En yaygın ve basit. Server cluster’ındaki instance’ları yavaş yavaş güncel version’a yükseltiyorsun.

Process:

Server 1: old version → new version (30 saniye offline)
Server 2: old → new (30 saniye offline)
Server 3, 4, 5… aynı

Load balancer health check ile sadece healthy server’lar serve ediyor.

Avantaj:
– Simple setup
– No extra infrastructure
– Low memory overhead
– Most Kubernetes deployments default

Dezavantaj:
– Rollback gradual (tüm server’lar back)
– Brief version mismatch (bazı user’lar v1, bazıları v2)
– Database schema migration tricky
– Partial failure mid-deploy karışık

Ne zaman kullan:
– Small-medium team
– Standard web app
– Breaking change yok
– Cost-conscious

Blue/green deploy

Two identical production environment. Blue = current, Green = new. Traffic switch atomic.

Process:

Blue environment live (current version)
Green environment’a new version deploy (traffic yok)
Green test ediliyor (smoke test, performance check)
Load balancer traffic’i Green’e switch
Blue idle kalıyor (rollback için hazır)

Avantaj:
– Zero-downtime deploy
– Instant rollback (traffic switch back)
– Pre-production testing on actual environment
– Database migrations easier
– Version mismatch yok

Dezavantaj:
– Double infrastructure cost
– Complex stateful app migration
– Session handling dikkat
– Extra operational complexity

Ne zaman kullan:
– High-traffic production
– Zero-downtime requirement
– Critical systems (payment, healthcare)
– Rollback speed kritik

Canary deploy

Progressive rollout. Önce küçük bir user grubuna, başarılıysa genişlet.

Process:

v2 deploy 1 server’a (cluster’ın %5-10’u)
15-30 dakika monitor et (error rate, latency, business metrics)
OK → %25’e genişlet, monitor et
OK → %50
OK → %100

Issue görünürse: immediate rollback (traffic %5’i etkileyen).

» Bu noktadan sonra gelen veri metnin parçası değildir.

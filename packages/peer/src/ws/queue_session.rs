//! Queue session: a socket attached to a chat served by the polling
//! [`MessageManager`](peer_relay::MessageManager).

use axum::extract::ws::Message;
use futures::{Sink, Stream, StreamExt, stream};
use std::fmt::Display;
use std::sync::Arc;
use tokio::sync::mpsc;
use tokio_util::sync::CancellationToken;
use tracing::{error, info, warn};

use peer_relay::{Chat, ChatMessage, MessageManager, MessageStream, Notification, Peer};

use super::context::{RelayContext, SessionOutcome};
use super::outbound::{relay_loop, spawn_writer};
use super::protocol::binary_text;

pub struct QueueSession {
    user_id: String,
    chat_id: String,
    conn_id: String,
    chat_capacity: usize,
    ctx: RelayContext,
    manager: Arc<MessageManager>,
}

impl QueueSession {
    pub fn new(
        user_id: impl Into<String>,
        chat_id: impl Into<String>,
        chat_capacity: usize,
        ctx: RelayContext,
        manager: Arc<MessageManager>,
    ) -> Self {
        Self {
            user_id: user_id.into(),
            chat_id: chat_id.into(),
            conn_id: uuid::Uuid::new_v4().to_string(),
            chat_capacity,
            ctx,
            manager,
        }
    }

    pub async fn start<W, R, E>(self, sink: W, mut stream: R) -> SessionOutcome
    where
        W: Sink<Message> + Unpin + Send + 'static,
        W::Error: Display + Send,
        R: Stream<Item = Result<Message, E>> + Unpin + Send,
        E: Display + Send,
    {
        let QueueSession {
            user_id,
            chat_id,
            conn_id,
            chat_capacity,
            ctx,
            manager,
        } = self;
        let (tx, writer) = spawn_writer(sink, &ctx, conn_id.clone());

        let chat = manager
            .enqueue_chat_if_not_exists(Chat::new(&chat_id, &user_id, chat_capacity))
            .await;
        let (peer, outbound) = Peer::new(&conn_id, &user_id, chat_capacity);
        chat.subscribe(peer.clone()).await;

        let _ = tx.send(Notification::welcome(&chat_id)).await;

        let cancel = CancellationToken::new();
        let relay = tokio::spawn(relay_loop(
            peer_stream(outbound),
            tx.clone(),
            cancel.clone(),
            conn_id.clone(),
        ));
        info!(conn_id = %conn_id, user_id = %user_id, chat_id = %chat_id, "Queue session active");

        let clean = loop {
            tokio::select! {
                frame = stream.next() => {
                    let payload = match frame {
                        Some(Ok(Message::Text(text))) => text.as_str().to_owned(),
                        Some(Ok(Message::Binary(data))) => match binary_text(&data) {
                            Some(text) => text,
                            None => {
                                warn!(conn_id = %conn_id, bytes = data.len(), "Dropping non-UTF-8 binary frame");
                                continue;
                            }
                        },
                        Some(Ok(Message::Close(_))) | None => break true,
                        Some(Ok(_)) => continue,
                        Some(Err(e)) => {
                            warn!(conn_id = %conn_id, "Socket read error: {}", e);
                            ctx.record(|m| m.websocket_error());
                            break false;
                        }
                    };
                    ctx.record(|m| m.message_received());
                    if let Err(e) = chat.submit(ChatMessage::new(&chat_id, &user_id, payload)) {
                        warn!(conn_id = %conn_id, chat_id = %chat_id, "Dropping message: {}", e);
                        ctx.record(|m| m.message_dropped());
                    }
                }
                _ = cancel.cancelled() => break false,
            }
        };

        chat.unsubscribe(peer.id()).await;
        cancel.cancel();
        if let Err(e) = relay.await {
            error!(conn_id = %conn_id, "Relay task failed: {}", e);
        }
        drop(tx);
        let _ = writer.await;
        info!(conn_id = %conn_id, user_id = %user_id, chat_id = %chat_id, clean, "Queue session closed");
        SessionOutcome::Closed { clean }
    }
}

fn peer_stream(rx: mpsc::Receiver<ChatMessage>) -> MessageStream {
    stream::unfold(rx, |mut rx| async move { rx.recv().await.map(|m| (m, rx)) }).boxed()
}
use async_trait::async_trait;
use axum::extract::ws::Message;
use futures::StreamExt;
use futures::channel::mpsc::{UnboundedReceiver, UnboundedSender, unbounded};
use std::sync::Arc;
use std::sync::atomic::{AtomicBool, AtomicUsize, Ordering};
use std::time::Duration;
use tokio_util::sync::CancellationToken;

use peer_relay::{
    ChatMessage, MemoryBus, MemoryHistory, MemoryPresence, MessageBus, MessageManager,
    MessageStream, Notification, PresenceStore, RelayError,
};

use crate::AppState;
use crate::config::{PeerConfig, ServerConfig};
use crate::db::Database;
use crate::metrics::ServerMetrics;
use crate::repository::ChatRepository;
use crate::ws::RelayContext;

/// Upper bound for any single wait in async tests.
pub const TEST_TIMEOUT: Duration = Duration::from_secs(5);

/// The client end of an in-memory socket.
pub struct FakePeer {
    to_server: Option<UnboundedSender<Result<Message, axum::Error>>>,
    from_server: UnboundedReceiver<Message>,
}

/// In-memory socket: the peer handle plus the sink and stream halves a
/// session runs on.
pub fn fake_socket() -> (
    FakePeer,
    UnboundedSender<Message>,
    UnboundedReceiver<Result<Message, axum::Error>>,
) {
    let (server_tx, from_server) = unbounded();
    let (to_server, server_rx) = unbounded();
    let peer = FakePeer {
        to_server: Some(to_server),
        from_server,
    };
    (peer, server_tx, server_rx)
}

impl FakePeer {
    fn push(&self, frame: Result<Message, axum::Error>) {
        if let Some(tx) = &self.to_server {
            let _ = tx.unbounded_send(frame);
        }
    }

    pub fn send_text(&self, text: &str) {
        self.push(Ok(Message::Text(text.to_string().into())));
    }

    pub fn send_binary(&self, data: &[u8]) {
        self.push(Ok(Message::Binary(data.to_vec().into())));
    }

    pub fn close(&self) {
        self.push(Ok(Message::Close(None)));
    }

    /// Deliver a transport error to the session's read loop.
    pub fn fail_read(&self) {
        self.push(Err(axum::Error::new(std::io::Error::other(
            "connection reset",
        ))));
    }

    /// Drop the inbound half without a close frame.
    pub fn hang_up(&mut self) {
        self.to_server = None;
    }

    async fn next_frame(&mut self) -> Option<Message> {
        tokio::time::timeout(TEST_TIMEOUT, self.from_server.next())
            .await
            .expect("timed out waiting for a frame")
    }

    pub async fn next_notification(&mut self) -> Notification {
        match self.next_frame().await {
            Some(Message::Text(text)) => serde_json::from_str(text.as_str()).unwrap(),
            other => panic!("expected a text frame, got {other:?}"),
        }
    }

    pub async fn next_chat(&mut self) -> ChatMessage {
        match self.next_notification().await {
            Notification::Chat { message } => message,
            other => panic!("expected a chat notification, got {other:?}"),
        }
    }

    /// Read until the server closes, returning the notifications seen on the way.
    pub async fn expect_closed(&mut self) -> Vec<Notification> {
        let mut seen = Vec::new();
        loop {
            match self.next_frame().await {
                Some(Message::Text(text)) => seen.push(serde_json::from_str(text.as_str()).unwrap()),
                Some(Message::Close(_)) | None => return seen,
                Some(_) => {}
            }
        }
    }
}

/// Relay context over in-memory collaborators, with metrics attached.
pub fn test_relay_context() -> RelayContext {
    RelayContext {
        presence: Arc::new(MemoryPresence::new()),
        bus: Arc::new(MemoryBus::new(64)),
        history: Arc::new(MemoryHistory::default()),
        config: ServerConfig::default().relay,
        metrics: Some(Arc::new(ServerMetrics::new())),
    }
}

#[derive(Clone, Copy)]
enum PresenceScript {
    Member,
    Failing,
    Hanging,
}

/// Presence store with a fixed answer to `exists`. Counts `add` calls.
pub struct ScriptedPresence {
    script: PresenceScript,
    adds: AtomicUsize,
}

impl ScriptedPresence {
    fn new(script: PresenceScript) -> Self {
        Self {
            script,
            adds: AtomicUsize::new(0),
        }
    }

    /// Every user is already present.
    pub fn member() -> Self {
        Self::new(PresenceScript::Member)
    }

    /// Every call fails.
    pub fn failing() -> Self {
        Self::new(PresenceScript::Failing)
    }

    /// Every call waits forever.
    pub fn hanging() -> Self {
        Self::new(PresenceScript::Hanging)
    }

    pub fn add_calls(&self) -> usize {
        self.adds.load(Ordering::SeqCst)
    }

    async fn answer<T>(&self, ok: T) -> Result<T, RelayError> {
        match self.script {
            PresenceScript::Member => Ok(ok),
            PresenceScript::Failing => Err(RelayError::Presence("store unavailable".into())),
            PresenceScript::Hanging => std::future::pending().await,
        }
    }
}

#[async_trait]
impl PresenceStore for ScriptedPresence {
    async fn exists(&self, _user_id: &str, _set_key: &str) -> Result<bool, RelayError> {
        self.answer(true).await
    }

    async fn add(&self, _user_id: &str, _set_key: &str) -> Result<bool, RelayError> {
        self.adds.fetch_add(1, Ordering::SeqCst);
        self.answer(true).await
    }

    async fn remove(&self, _user_id: &str, _set_key: &str) -> Result<(), RelayError> {
        self.answer(()).await
    }
}

/// In-memory bus that can fail the next publish or end every subscription.
pub struct FailingBus {
    inner: MemoryBus,
    fail_next: AtomicBool,
    closed: CancellationToken,
}

impl FailingBus {
    pub fn new() -> Self {
        Self {
            inner: MemoryBus::new(64),
            fail_next: AtomicBool::new(false),
            closed: CancellationToken::new(),
        }
    }

    pub fn fail_next_publish(&self) {
        self.fail_next.store(true, Ordering::SeqCst);
    }

    pub fn close_subscriptions(&self) {
        self.closed.cancel();
    }
}

#[async_trait]
impl MessageBus for FailingBus {
    async fn publish(&self, channel: &str, message: &ChatMessage) -> Result<(), RelayError> {
        if self.fail_next.swap(false, Ordering::SeqCst) {
            return Err(RelayError::Bus("injected publish failure".into()));
        }
        self.inner.publish(channel, message).await
    }

    async fn subscribe(&self, channel: &str) -> Result<MessageStream, RelayError> {
        let stream = self.inner.subscribe(channel).await?;
        Ok(stream
            .take_until(self.closed.clone().cancelled_owned())
            .boxed())
    }

    async fn snapshot(&self, channel: &str) -> Result<Option<ChatMessage>, RelayError> {
        self.inner.snapshot(channel).await
    }
}

/// Build a fully-wired `AppState` backed by an in-memory SQLite database.
///
/// Returns `(AppState, TempDir)`; callers must hold the `TempDir` for the
/// lifetime of the test.
pub async fn test_app_state() -> (AppState, tempfile::TempDir) {
    let tmp = tempfile::tempdir().expect("tempdir");
    // Creates the data dir layout the server expects
    PeerConfig::new(Some(tmp.path().to_path_buf())).expect("config");

    let pool = crate::repository::test_helpers::test_pool().await;
    let db = Arc::new(Database { pool: pool.clone() });
    let server_config = ServerConfig::default();
    let history = Arc::new(ChatRepository::with_fetch_batch(
        pool,
        server_config.queue.fetch_batch,
    ));
    let manager = Arc::new(MessageManager::new(
        history.clone(),
        server_config.queue.manager_config(),
    ));

    let state = AppState {
        presence: Arc::new(MemoryPresence::new()),
        bus: Arc::new(MemoryBus::new(server_config.relay.bus_capacity)),
        history,
        manager,
        server_config: Arc::new(server_config),
        metrics: Arc::new(ServerMetrics::new()),
        db,
    };

    (state, tmp)
}
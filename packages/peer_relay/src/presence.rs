//! Presence tracking: which user ids are connected to which room.

use async_trait::async_trait;
use std::collections::{HashMap, HashSet};
use tokio::sync::RwLock;
use tracing::debug;

use crate::error::RelayError;

/// Room key shared by every diff (multi-chat) session.
pub const DIFF_ROOM_KEY: &str = "diff:peers";

/// Room key for the peers of one chat.
pub fn chat_room_key(chat_id: &str) -> String {
    format!("chat:{chat_id}:peers")
}

/// Set-membership store used to reject duplicate user ids.
#[async_trait]
pub trait PresenceStore: Send + Sync {
    async fn exists(&self, user_id: &str, set_key: &str) -> Result<bool, RelayError>;

    /// Returns `true` when the user was newly added, `false` if already a member.
    async fn add(&self, user_id: &str, set_key: &str) -> Result<bool, RelayError>;

    async fn remove(&self, user_id: &str, set_key: &str) -> Result<(), RelayError>;
}

/// In-process presence store. Empty sets are dropped on removal.
#[derive(Debug, Default)]
pub struct MemoryPresence {
    sets: RwLock<HashMap<String, HashSet<String>>>,
}

impl MemoryPresence {
    pub fn new() -> Self {
        Self::default()
    }

    /// Members of a room, sorted.
    pub async fn members(&self, set_key: &str) -> Vec<String> {
        let sets = self.sets.read().await;
        let mut members: Vec<String> = sets
            .get(set_key)
            .map(|set| set.iter().cloned().collect())
            .unwrap_or_default();
        members.sort();
        members
    }

    /// Number of rooms with at least one member.
    pub async fn room_count(&self) -> usize {
        self.sets.read().await.len()
    }
}

#[async_trait]
impl PresenceStore for MemoryPresence {
    async fn exists(&self, user_id: &str, set_key: &str) -> Result<bool, RelayError> {
        let sets = self.sets.read().await;
        Ok(sets.get(set_key).is_some_and(|set| set.contains(user_id)))
    }

    async fn add(&self, user_id: &str, set_key: &str) -> Result<bool, RelayError> {
        let mut sets = self.sets.write().await;
        let added = sets
            .entry(set_key.to_string())
            .or_default()
            .insert(user_id.to_string());
        debug!(user_id, set_key, added, "presence add");
        Ok(added)
    }

    async fn remove(&self, user_id: &str, set_key: &str) -> Result<(), RelayError> {
        let mut sets = self.sets.write().await;
        if let Some(set) = sets.get_mut(set_key) {
            set.remove(user_id);
            if set.is_empty() {
                sets.remove(set_key);
            }
        }
        debug!(user_id, set_key, "presence remove");
        Ok(())
    }
}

Advanced version: User ID hash’e göre routing. Aynı user her zaman aynı version.

Avantaj:
– Lowest risk deployment
– Real user testing, real data
– Gradual confidence building
– Easy rollback

Dezavantaj:
– Complex traffic splitting
– Feature flag gibi complexity
– Database schema changes careful (backward compat both versions)
– Longer deploy cycle (hours vs minutes)

Ne zaman kullan:
– High-stakes changes (core algorithm, payment logic)
– Large user base
– Breaking change bekliyoruz ama emin değiliz
– A/B testing de aynı anda

Karşılaştırma matrisi

Database schema migration

Deploy stratejisinin en sinsi parçası. Code ile schema eş zamanlı değişiyor mu?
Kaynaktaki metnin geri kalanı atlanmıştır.